*** Opening of Dataset records ***

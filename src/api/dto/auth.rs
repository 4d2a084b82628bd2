//! DTOs for the authentication endpoints.

use chrono::{DateTime, Utc};
use serde::{Deserialize, Serialize};
use validator::Validate;

use crate::domain::entities::User;

/// Request body for `POST /auth/register`.
#[derive(Debug, Deserialize, Validate)]
pub struct RegisterRequest {
    #[validate(length(min = 3, max = 50, message = "Username must be 3-50 characters"))]
    pub username: String,

    #[validate(email(message = "Invalid email address"))]
    pub email: String,

    #[validate(length(min = 1, message = "Password cannot be empty"))]
    pub password: String,
}

/// OAuth2 password form for `POST /auth/login`.
#[derive(Debug, Deserialize)]
pub struct LoginForm {
    pub username: String,
    pub password: String,
}

/// Access token returned by register and login.
#[derive(Debug, Serialize, Deserialize)]
pub struct TokenResponse {
    pub access_token: String,
    pub token_type: String,
}

impl TokenResponse {
    pub fn bearer(access_token: String) -> Self {
        Self {
            access_token,
            token_type: "bearer".to_string(),
        }
    }
}

/// Public view of a user; never includes the password hash.
#[derive(Debug, Serialize, Deserialize)]
pub struct UserProfile {
    pub id: i64,
    pub username: String,
    pub email: String,
    pub created_at: DateTime<Utc>,
}

impl From<User> for UserProfile {
    fn from(user: User) -> Self {
        Self {
            id: user.id,
            username: user.username,
            email: user.email,
            created_at: user.created_at,
        }
    }
}

#[cfg(test)]
mod tests {
    use super::*;

    fn request(username: &str, email: &str, password: &str) -> RegisterRequest {
        RegisterRequest {
            username: username.to_string(),
            email: email.to_string(),
            password: password.to_string(),
        }
    }

    #[test]
    fn test_valid_registration() {
        assert!(request("carlos", "carlos@kaivora.org", "pw").validate().is_ok());
    }

    #[test]
    fn test_username_length_bounds() {
        assert!(request("ab", "a@kaivora.org", "pw").validate().is_err());
        assert!(request(&"x".repeat(51), "a@kaivora.org", "pw").validate().is_err());
        assert!(request(&"x".repeat(50), "a@kaivora.org", "pw").validate().is_ok());
    }

    #[test]
    fn test_invalid_email() {
        let errors = request("carlos", "not-an-email", "pw").validate().unwrap_err();
        assert!(errors.field_errors().contains_key("email"));
    }
}
#![allow(dead_code)]

use axum_test::TestServer;
use chrono::Duration;
use serde_json::{Value, json};
use sqlx::PgPool;
use std::sync::Arc;
use kaivora_api::config::StoreBackend;
use kaivora_api::infrastructure::persistence::{PgItemRepository, PgUserRepository};
use kaivora_api::routes::app_router;
use kaivora_api::state::AppState;
use kaivora_api::utils::jwt::TokenSigner;

pub const TEST_SECRET: &str = "test-signing-secret";

pub fn create_memory_state() -> AppState {
    AppState::in_memory(TEST_SECRET, Duration::minutes(30), "test")
}

pub fn create_pg_state(pool: PgPool) -> AppState {
    let pool = Arc::new(pool);

    AppState::new(
        Arc::new(PgItemRepository::new(pool.clone())),
        Arc::new(PgUserRepository::new(pool)),
        TokenSigner::new(TEST_SECRET),
        Duration::minutes(30),
        StoreBackend::Postgres,
        "test",
    )
}

pub fn make_server(state: AppState) -> TestServer {
    let origins = vec!["http://localhost:3000".to_string()];
    TestServer::new(app_router(state, &origins)).unwrap()
}

/// Server over fresh in-memory stores.
pub fn make_memory_server() -> TestServer {
    make_server(create_memory_state())
}

pub async fn create_item(server: &TestServer, name: &str, price: f64) -> Value {
    let response = server
        .post("/api/v1/items")
        .json(&json!({ "name": name, "price": price }))
        .await;
    response.assert_status(axum::http::StatusCode::CREATED);
    response.json::<Value>()
}

/// Registers a user and returns the issued access token.
pub async fn register_user(server: &TestServer, username: &str, password: &str) -> String {
    let response = server
        .post("/auth/register")
        .json(&json!({
            "username": username,
            "email": format!("{username}@kaivora.org"),
            "password": password,
        }))
        .await;
    response.assert_status(axum::http::StatusCode::CREATED);
    response.json::<Value>()["access_token"]
        .as_str()
        .unwrap()
        .to_string()
}

/// Asserts a validation envelope and returns the offending field names.
pub fn validation_fields(body: &Value) -> Vec<String> {
    assert_eq!(body["error"], "VALIDATION_ERROR");
    body["details"]["validation_errors"]
        .as_array()
        .unwrap()
        .iter()
        .map(|e| e["field"].as_str().unwrap().to_string())
        .collect()
}
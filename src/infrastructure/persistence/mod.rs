//! PostgreSQL repository implementations.
//!
//! Concrete implementations of domain repository traits using SQLx runtime
//! queries mapped through `FromRow` row types. Schema lives in `migrations/`.
//!
//! # Repositories
//!
//! - [`PgItemRepository`] - Item storage with paginated listing
//! - [`PgUserRepository`] - User accounts for the auth endpoints

pub mod pg_item_repository;
pub mod pg_user_repository;

pub use pg_item_repository::PgItemRepository;
pub use pg_user_repository::PgUserRepository;

use sqlx::PgPool;
use sqlx::migrate::Migrator;

static MIGRATOR: Migrator = sqlx::migrate!("./migrations");

/// Applies pending schema migrations.
pub async fn run_migrations(pool: &PgPool) -> Result<(), sqlx::migrate::MigrateError> {
    MIGRATOR.run(pool).await
}

/// Runs a trivial query to confirm the database answers.
pub async fn ping(pool: &PgPool) -> Result<(), sqlx::Error> {
    sqlx::query("SELECT 1").execute(pool).await.map(|_| ())
}
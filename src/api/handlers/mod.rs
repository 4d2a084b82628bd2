//! HTTP request handlers for API endpoints.
//!
//! Each handler module corresponds to a logical grouping of endpoints.

pub mod auth;
pub mod health;
pub mod info;
pub mod items;

pub use auth::{login_handler, me_handler, register_handler};
pub use health::health_handler;
pub use info::info_handler;
pub use items::{
    create_item_handler, delete_item_handler, get_item_handler, list_items_handler,
    update_item_handler,
};
//! The main dispatch loop.
//!
//! Two nested loops: the outer one services unwinding (throws, returns
//! through finally regions, abort), the inner one decodes and executes
//! opcodes. Each step fetches operands as the decode table prescribes, runs
//! the opcode group, and routes the result by the entry's put disposition.

use kestrel_middle::instruction::DecodeEntry;
use kestrel_middle::{EffectiveOpcode, ExtOpcode, OpGroup, Opcode, OperandShape};

use crate::context::{
    context_abort, find_finally, pop_lex_env, ContextKind, ContextRecord, Pending, Search,
};
use crate::environment::{put_value_lex_env_base, EnvironmentHandle};
use crate::frame::{CallOperation, Frame};
use crate::iterator;
use crate::object::{ObjectHandle, ObjectKind, Property, PropertyAttributes, PropertyKey};
use crate::operations;
use crate::throw;
use crate::value::{Value, INTEGER_NUMBER_MAX, INTEGER_NUMBER_MIN};
use crate::Vm;

/// How a frame leaves the dispatch loop.
pub enum Completion {
    Return(Value),
    /// Generator suspension; the frame stays resumable.
    Yield(Value),
    /// A deferred call operation is recorded on the frame.
    Defer,
}

enum Flow {
    Next,
    /// Fall through to put-result routing.
    Put(Value),
    Return(Value),
    Yield(Value),
    Defer,
}
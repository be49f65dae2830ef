//! The iterator-protocol collaborator: `get_iterator`, `iterator_step`,
//! `iterator_value`, `iterator_close`.

use crate::object::{ObjectHandle, ObjectKind, Property, PropertyKey};
use crate::throw;
use crate::value::Value;
use crate::Vm;

/// Builds a `{ value, done }` iterator-result object.
pub fn make_iter_result(vm: &mut Vm, value: Value, done: bool) -> Value {
    let result = ObjectHandle::ordinary();
    result.define_property(vm, PropertyKey::from("value"), Property::data(value));
    result.define_property(vm, PropertyKey::from("done"), Property::data(Value::Boolean(done)));
    Value::Object(result)
}

/// `GetIterator`. Arrays and strings iterate through internal iterator
/// objects; generators iterate as themselves; any other object exposing a
/// callable `next` is taken as an iterator directly.
pub fn get_iterator(vm: &mut Vm, value: &Value) -> Result<Value, Value> {
    match value {
        Value::Object(object) => {
            match &object.borrow().kind {
                ObjectKind::Array { .. } => {
                    return Ok(Value::Object(ObjectHandle::new(ObjectKind::ArrayIterator {
                        target: object.clone(),
                        index: 0,
                    })));
                }
                // Generators are their own iterators.
                ObjectKind::Generator(_) => return Ok(value.clone()),
                _ => {}
            }
            let next = object.get(vm, &PropertyKey::from("next"))?;
            if matches!(&next, Value::Object(f) if f.is_callable()) {
                return Ok(value.clone());
            }
            throw!(vm, TypeError, "Object is not iterable")
        }
        Value::String(s) => {
            let iterator = ObjectHandle::new(ObjectKind::StringIterator {
                string: s.clone(),
                index: 0,
            });
            Ok(Value::Object(iterator))
        }
        _ => throw!(vm, TypeError, "Value is not iterable"),
    }
}

/// `IteratorStep`: `false` when exhausted, the result object otherwise.
pub fn iterator_step(vm: &mut Vm, iterator: &Value) -> Result<Value, Value> {
    let object = match iterator {
        Value::Object(o) => o.clone(),
        _ => throw!(vm, TypeError, "Iterator is not an object"),
    };

    // Internal iterators step without a method call.
    let internal = {
        let mut data = object.borrow_mut();
        match &mut data.kind {
            ObjectKind::ArrayIterator { target, index } => {
                let element = loop {
                    let length = target.array_length().unwrap_or(0);
                    if *index >= length {
                        break None;
                    }
                    let i = *index;
                    *index += 1;
                    match &target.borrow().kind {
                        ObjectKind::Array { elements } => {
                            let slot = elements[i as usize].clone();
                            break Some(if slot.is_hole() { Value::Undefined } else { slot });
                        }
                        _ => break None,
                    }
                };
                Some(element)
            }
            ObjectKind::StringIterator { string, index } => {
                let rest = &string.as_str()[*index..];
                Some(rest.chars().next().map(|c| {
                    *index += c.len_utf8();
                    Value::string(c.to_string())
                }))
            }
            _ => None,
        }
    };

    if let Some(stepped) = internal {
        return Ok(match stepped {
            Some(value) => make_iter_result(vm, value, false),
            None => Value::Boolean(false),
        });
    }

    let next = object.get(vm, &PropertyKey::from("next"))?;
    let next = match &next {
        Value::Object(f) if f.is_callable() => f.clone(),
        _ => throw!(vm, TypeError, "Iterator has no callable next method"),
    };
    let result = crate::call::function_call(vm, &next, iterator.clone(), &[])?;
    let result_obj = match &result {
        Value::Object(o) => o.clone(),
        _ => throw!(vm, TypeError, "Iterator result is not an object"),
    };
    let done = result_obj.get(vm, &PropertyKey::from("done"))?;
    if done.is_truthy() {
        Ok(Value::Boolean(false))
    } else {
        Ok(result)
    }
}

/// Reads `value` out of a step-result object.
pub fn iterator_value(vm: &mut Vm, result: &Value) -> Result<Value, Value> {
    match result {
        Value::Object(o) => o.clone().get(vm, &PropertyKey::from("value")),
        _ => Ok(Value::Undefined),
    }
}

/// `IteratorClose`: invokes the iterator's `return` method when present.
pub fn iterator_close(vm: &mut Vm, iterator: &Value) -> Result<Value, Value> {
    let object = match iterator {
        Value::Object(o) => o.clone(),
        _ => return Ok(Value::Undefined),
    };
    if matches!(
        object.borrow().kind,
        ObjectKind::ArrayIterator { .. } | ObjectKind::StringIterator { .. }
    ) {
        return Ok(Value::Undefined);
    }
    let ret = object.get(vm, &PropertyKey::from("return"))?;
    match &ret {
        Value::Object(f) if f.is_callable() => {
            crate::call::function_call(vm, f, iterator.clone(), &[])
        }
        _ => Ok(Value::Undefined),
    }
}

/// Collects `count` values from an iterable into a buffer; spread-argument
/// materialization and rest elements share this loop.
pub fn collect_into(vm: &mut Vm, iterable: &Value, out: &mut Vec<Value>) -> Result<(), Value> {
    let iterator = get_iterator(vm, iterable)?;
    loop {
        let step = iterator_step(vm, &iterator)?;
        if matches!(step, Value::Boolean(false)) {
            return Ok(());
        }
        out.push(iterator_value(vm, &step)?);
    }
}
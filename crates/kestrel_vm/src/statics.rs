//! Per-VM singletons.

use crate::object::{ObjectHandle, ObjectKind, Property, PropertyAttributes, PropertyKey};
use crate::object::function::{FunctionData, NativeFunction};
use crate::value::Value;

pub struct Statics {
    /// Prototype of generator objects; carries `next` and `return`.
    pub generator_prototype: ObjectHandle,
}

impl Statics {
    pub fn new() -> Self {
        let generator_prototype = ObjectHandle::ordinary();
        for (name, func) in [
            ("next", crate::generator::generator_next as crate::object::function::NativeFn),
            ("return", crate::generator::generator_return),
        ] {
            let method = ObjectHandle::new(ObjectKind::Function(FunctionData::Native(
                NativeFunction { name, func },
            )));
            generator_prototype.borrow_mut().properties.insert(
                PropertyKey::from(name),
                Property::with_attributes(
                    Value::Object(method),
                    PropertyAttributes::WRITABLE | PropertyAttributes::CONFIGURABLE,
                ),
            );
        }
        Self { generator_prototype }
    }
}

impl Default for Statics {
    fn default() -> Self {
        Self::new()
    }
}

*** Close of Dataset records ***

• Problem to solve: Find the number of lines in the material above that contain the word "Some"; write that number and nothing else.

• Exercise solution: 5